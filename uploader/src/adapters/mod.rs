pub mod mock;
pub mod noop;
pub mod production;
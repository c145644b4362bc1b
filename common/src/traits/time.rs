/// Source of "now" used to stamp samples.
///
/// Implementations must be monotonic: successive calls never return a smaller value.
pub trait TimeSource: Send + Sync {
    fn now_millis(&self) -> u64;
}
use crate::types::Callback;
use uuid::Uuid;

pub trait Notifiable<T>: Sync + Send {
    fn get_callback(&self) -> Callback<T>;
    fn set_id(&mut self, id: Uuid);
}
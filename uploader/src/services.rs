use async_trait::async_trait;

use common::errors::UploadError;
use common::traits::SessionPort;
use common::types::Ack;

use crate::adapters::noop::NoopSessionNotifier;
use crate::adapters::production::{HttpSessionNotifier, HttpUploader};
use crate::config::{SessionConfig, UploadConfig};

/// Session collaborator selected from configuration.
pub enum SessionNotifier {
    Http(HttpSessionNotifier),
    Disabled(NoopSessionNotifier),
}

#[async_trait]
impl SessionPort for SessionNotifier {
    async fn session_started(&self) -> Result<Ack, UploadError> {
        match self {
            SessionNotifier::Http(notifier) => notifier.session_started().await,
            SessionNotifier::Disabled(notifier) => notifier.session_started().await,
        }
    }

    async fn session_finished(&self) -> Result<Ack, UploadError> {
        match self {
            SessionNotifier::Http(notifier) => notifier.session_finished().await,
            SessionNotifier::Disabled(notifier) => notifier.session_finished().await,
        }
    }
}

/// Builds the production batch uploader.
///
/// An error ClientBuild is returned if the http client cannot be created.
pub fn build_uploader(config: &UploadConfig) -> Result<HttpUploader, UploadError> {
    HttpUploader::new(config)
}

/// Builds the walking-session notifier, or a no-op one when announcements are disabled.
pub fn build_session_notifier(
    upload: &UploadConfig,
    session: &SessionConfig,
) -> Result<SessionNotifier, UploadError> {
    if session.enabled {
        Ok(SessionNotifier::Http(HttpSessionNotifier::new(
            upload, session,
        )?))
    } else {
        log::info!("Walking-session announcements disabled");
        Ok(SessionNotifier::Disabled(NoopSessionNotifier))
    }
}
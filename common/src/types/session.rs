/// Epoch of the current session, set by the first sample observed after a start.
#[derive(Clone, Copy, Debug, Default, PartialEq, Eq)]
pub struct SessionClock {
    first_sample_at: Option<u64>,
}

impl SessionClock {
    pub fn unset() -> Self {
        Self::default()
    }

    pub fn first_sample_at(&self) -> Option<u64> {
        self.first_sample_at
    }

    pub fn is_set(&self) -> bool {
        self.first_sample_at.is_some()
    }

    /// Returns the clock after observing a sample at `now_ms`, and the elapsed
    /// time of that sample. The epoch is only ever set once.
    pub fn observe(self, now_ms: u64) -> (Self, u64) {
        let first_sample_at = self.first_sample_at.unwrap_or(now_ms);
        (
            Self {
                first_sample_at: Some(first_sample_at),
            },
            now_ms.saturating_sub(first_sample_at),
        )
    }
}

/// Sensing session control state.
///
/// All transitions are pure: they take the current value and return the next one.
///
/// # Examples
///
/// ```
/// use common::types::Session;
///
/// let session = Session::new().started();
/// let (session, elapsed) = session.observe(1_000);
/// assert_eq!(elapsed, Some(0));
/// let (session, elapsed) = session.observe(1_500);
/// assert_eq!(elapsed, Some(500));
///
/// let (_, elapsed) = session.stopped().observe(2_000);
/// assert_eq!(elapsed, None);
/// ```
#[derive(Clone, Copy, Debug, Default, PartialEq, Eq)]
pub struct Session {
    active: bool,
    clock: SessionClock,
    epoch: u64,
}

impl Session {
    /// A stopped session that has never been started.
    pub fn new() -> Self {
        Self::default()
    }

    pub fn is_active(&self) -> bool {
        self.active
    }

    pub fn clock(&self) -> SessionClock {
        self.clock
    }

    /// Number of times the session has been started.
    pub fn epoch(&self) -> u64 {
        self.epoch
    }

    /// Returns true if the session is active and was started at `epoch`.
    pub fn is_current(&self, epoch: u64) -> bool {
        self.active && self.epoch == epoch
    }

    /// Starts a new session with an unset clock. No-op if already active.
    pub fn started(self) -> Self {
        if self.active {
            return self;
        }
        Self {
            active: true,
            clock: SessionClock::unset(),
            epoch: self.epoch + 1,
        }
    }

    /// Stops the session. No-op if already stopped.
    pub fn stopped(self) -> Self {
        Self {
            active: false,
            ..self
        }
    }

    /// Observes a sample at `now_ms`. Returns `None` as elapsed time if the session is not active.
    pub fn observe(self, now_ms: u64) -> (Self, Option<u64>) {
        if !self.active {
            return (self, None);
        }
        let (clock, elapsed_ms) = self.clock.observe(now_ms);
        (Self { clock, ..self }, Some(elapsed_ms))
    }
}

> Directions for this task: Return the lines above that include the string "bool".

> Answer area:
    pub fn is_set(&self) -> bool {
    active: bool,
    pub fn is_active(&self) -> bool {
    pub fn is_current(&self, epoch: u64) -> bool {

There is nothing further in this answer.